What is expected
Whenever a line below holds the word "struct", copy that line.

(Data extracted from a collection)
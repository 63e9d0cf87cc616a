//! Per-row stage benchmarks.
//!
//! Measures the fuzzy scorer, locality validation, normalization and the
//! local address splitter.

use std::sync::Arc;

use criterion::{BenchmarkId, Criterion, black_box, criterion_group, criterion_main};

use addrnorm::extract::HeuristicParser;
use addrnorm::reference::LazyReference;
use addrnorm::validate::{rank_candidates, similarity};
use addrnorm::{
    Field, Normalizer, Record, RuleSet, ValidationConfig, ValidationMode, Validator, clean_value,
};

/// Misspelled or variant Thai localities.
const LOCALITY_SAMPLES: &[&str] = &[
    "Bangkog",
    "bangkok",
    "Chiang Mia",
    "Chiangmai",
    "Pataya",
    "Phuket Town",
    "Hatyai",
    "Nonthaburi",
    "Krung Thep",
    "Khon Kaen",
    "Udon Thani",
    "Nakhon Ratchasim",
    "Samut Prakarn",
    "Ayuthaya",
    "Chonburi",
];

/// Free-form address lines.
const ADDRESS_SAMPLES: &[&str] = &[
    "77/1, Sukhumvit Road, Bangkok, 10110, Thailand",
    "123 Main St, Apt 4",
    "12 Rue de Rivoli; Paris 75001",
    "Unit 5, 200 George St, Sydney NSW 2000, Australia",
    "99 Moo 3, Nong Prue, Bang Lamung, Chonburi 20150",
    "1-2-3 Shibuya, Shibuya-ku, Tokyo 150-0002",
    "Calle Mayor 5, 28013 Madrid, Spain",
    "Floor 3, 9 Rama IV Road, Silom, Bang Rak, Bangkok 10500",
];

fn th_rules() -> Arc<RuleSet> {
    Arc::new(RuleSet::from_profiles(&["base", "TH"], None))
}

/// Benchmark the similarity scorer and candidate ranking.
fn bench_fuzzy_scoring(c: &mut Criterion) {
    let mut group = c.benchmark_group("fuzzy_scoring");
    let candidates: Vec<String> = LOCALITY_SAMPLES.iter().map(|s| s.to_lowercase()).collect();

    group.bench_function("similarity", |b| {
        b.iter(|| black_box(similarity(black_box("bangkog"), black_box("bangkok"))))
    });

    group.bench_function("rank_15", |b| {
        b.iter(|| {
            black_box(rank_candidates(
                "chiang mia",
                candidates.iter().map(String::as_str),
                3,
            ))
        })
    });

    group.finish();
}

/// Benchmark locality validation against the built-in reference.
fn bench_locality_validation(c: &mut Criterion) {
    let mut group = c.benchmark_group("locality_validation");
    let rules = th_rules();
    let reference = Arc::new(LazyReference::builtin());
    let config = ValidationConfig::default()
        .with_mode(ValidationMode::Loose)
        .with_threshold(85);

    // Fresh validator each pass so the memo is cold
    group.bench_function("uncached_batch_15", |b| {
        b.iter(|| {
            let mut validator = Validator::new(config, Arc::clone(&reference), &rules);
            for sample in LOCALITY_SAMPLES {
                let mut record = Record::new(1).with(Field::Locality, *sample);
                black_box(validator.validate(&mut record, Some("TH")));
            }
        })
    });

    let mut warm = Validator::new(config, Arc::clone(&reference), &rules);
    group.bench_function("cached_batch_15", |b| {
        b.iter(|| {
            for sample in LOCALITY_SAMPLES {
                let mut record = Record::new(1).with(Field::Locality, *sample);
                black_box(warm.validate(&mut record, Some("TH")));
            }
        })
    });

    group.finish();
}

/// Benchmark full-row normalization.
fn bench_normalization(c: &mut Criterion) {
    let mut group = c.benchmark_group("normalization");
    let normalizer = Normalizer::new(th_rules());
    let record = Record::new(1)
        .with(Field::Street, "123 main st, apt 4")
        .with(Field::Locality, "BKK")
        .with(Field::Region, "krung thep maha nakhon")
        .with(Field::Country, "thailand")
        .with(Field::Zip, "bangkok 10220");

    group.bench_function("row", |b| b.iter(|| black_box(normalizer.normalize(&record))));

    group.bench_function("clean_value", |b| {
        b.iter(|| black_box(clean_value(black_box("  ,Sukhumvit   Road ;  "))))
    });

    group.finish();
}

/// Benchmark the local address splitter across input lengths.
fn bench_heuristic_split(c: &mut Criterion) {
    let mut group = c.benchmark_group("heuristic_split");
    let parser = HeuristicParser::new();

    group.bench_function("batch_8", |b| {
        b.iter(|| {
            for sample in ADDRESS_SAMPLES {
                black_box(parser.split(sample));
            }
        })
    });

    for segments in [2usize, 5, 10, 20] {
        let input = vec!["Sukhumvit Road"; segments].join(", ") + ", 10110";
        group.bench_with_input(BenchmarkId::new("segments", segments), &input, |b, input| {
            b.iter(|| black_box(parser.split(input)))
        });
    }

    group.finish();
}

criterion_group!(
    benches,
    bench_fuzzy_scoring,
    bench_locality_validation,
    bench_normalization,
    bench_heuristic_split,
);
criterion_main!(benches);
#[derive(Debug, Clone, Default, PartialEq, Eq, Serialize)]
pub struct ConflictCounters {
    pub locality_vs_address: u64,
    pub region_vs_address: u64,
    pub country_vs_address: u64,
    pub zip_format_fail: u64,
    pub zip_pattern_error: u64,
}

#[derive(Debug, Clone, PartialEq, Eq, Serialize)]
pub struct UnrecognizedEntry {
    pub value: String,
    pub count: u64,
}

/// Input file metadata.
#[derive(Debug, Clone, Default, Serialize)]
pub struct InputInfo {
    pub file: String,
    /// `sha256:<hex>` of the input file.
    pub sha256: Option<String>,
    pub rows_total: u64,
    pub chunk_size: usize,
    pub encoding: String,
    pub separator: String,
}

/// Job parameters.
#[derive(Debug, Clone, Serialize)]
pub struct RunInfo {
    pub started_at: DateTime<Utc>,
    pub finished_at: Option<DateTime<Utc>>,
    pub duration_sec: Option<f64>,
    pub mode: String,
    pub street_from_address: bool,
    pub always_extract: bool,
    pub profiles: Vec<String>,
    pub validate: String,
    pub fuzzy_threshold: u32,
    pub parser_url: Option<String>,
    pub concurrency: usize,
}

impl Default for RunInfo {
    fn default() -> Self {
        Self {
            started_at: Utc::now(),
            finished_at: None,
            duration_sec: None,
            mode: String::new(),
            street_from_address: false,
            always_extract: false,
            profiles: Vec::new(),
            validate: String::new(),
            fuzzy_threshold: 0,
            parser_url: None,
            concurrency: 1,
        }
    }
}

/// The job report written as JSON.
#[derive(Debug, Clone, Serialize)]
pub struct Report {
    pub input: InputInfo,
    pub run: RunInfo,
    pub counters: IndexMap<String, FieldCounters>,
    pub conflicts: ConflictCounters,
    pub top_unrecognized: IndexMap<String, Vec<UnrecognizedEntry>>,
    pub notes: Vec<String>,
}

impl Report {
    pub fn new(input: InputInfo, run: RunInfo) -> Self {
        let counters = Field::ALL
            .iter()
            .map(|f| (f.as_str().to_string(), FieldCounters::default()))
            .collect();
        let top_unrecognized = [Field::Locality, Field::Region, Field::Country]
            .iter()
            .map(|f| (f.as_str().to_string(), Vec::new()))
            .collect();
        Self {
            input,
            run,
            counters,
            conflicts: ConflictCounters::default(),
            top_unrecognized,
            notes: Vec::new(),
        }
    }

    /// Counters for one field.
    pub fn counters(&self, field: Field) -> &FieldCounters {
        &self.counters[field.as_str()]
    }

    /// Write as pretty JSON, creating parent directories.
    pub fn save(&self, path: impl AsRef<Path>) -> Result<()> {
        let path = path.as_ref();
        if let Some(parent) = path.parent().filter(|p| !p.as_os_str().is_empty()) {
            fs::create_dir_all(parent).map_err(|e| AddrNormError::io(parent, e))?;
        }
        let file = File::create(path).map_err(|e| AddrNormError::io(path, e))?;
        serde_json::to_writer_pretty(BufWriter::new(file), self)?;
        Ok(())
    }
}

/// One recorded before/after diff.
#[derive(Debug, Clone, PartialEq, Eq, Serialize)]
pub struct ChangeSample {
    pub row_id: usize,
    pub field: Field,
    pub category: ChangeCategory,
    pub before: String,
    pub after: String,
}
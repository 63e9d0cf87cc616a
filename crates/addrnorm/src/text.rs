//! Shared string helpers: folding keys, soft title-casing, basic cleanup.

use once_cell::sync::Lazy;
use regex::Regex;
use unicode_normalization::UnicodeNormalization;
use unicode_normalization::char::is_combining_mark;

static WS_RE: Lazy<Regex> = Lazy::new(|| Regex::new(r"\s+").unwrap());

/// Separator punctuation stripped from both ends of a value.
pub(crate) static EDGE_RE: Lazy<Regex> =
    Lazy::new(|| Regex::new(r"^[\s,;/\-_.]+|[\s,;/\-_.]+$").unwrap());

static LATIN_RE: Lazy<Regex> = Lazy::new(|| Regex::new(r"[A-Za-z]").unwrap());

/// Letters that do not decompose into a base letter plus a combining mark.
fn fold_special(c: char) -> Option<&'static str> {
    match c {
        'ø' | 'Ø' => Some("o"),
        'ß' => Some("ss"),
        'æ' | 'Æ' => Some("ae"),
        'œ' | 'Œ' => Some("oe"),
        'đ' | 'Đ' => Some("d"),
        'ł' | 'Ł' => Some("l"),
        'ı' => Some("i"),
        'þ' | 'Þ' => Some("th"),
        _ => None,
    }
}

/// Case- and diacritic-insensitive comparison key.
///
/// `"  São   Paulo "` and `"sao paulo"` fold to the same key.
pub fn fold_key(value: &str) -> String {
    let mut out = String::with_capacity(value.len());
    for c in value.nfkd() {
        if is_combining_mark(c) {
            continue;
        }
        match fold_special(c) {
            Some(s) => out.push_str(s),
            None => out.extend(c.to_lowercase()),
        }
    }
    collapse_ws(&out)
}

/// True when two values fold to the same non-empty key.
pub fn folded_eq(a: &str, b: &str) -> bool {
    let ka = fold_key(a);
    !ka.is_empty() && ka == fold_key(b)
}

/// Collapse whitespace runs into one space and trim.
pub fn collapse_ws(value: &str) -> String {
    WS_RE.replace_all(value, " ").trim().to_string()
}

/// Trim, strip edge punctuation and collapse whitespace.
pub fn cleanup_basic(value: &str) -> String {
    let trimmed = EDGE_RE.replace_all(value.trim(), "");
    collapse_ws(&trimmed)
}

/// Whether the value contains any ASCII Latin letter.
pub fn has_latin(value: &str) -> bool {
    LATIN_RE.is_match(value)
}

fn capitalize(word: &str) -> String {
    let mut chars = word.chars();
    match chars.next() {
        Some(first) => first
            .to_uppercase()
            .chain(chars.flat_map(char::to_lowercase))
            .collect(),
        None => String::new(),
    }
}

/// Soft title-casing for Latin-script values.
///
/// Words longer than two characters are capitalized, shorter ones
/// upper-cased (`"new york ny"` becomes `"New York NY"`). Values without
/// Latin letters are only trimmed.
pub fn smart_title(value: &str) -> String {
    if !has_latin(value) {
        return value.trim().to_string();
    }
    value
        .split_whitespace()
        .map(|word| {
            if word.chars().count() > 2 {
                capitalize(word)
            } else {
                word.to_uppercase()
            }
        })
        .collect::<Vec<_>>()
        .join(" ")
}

Worked solution
pub struct ConflictCounters {
pub struct UnrecognizedEntry {
pub struct InputInfo {
pub struct RunInfo {
pub struct Report {
pub struct ChangeSample {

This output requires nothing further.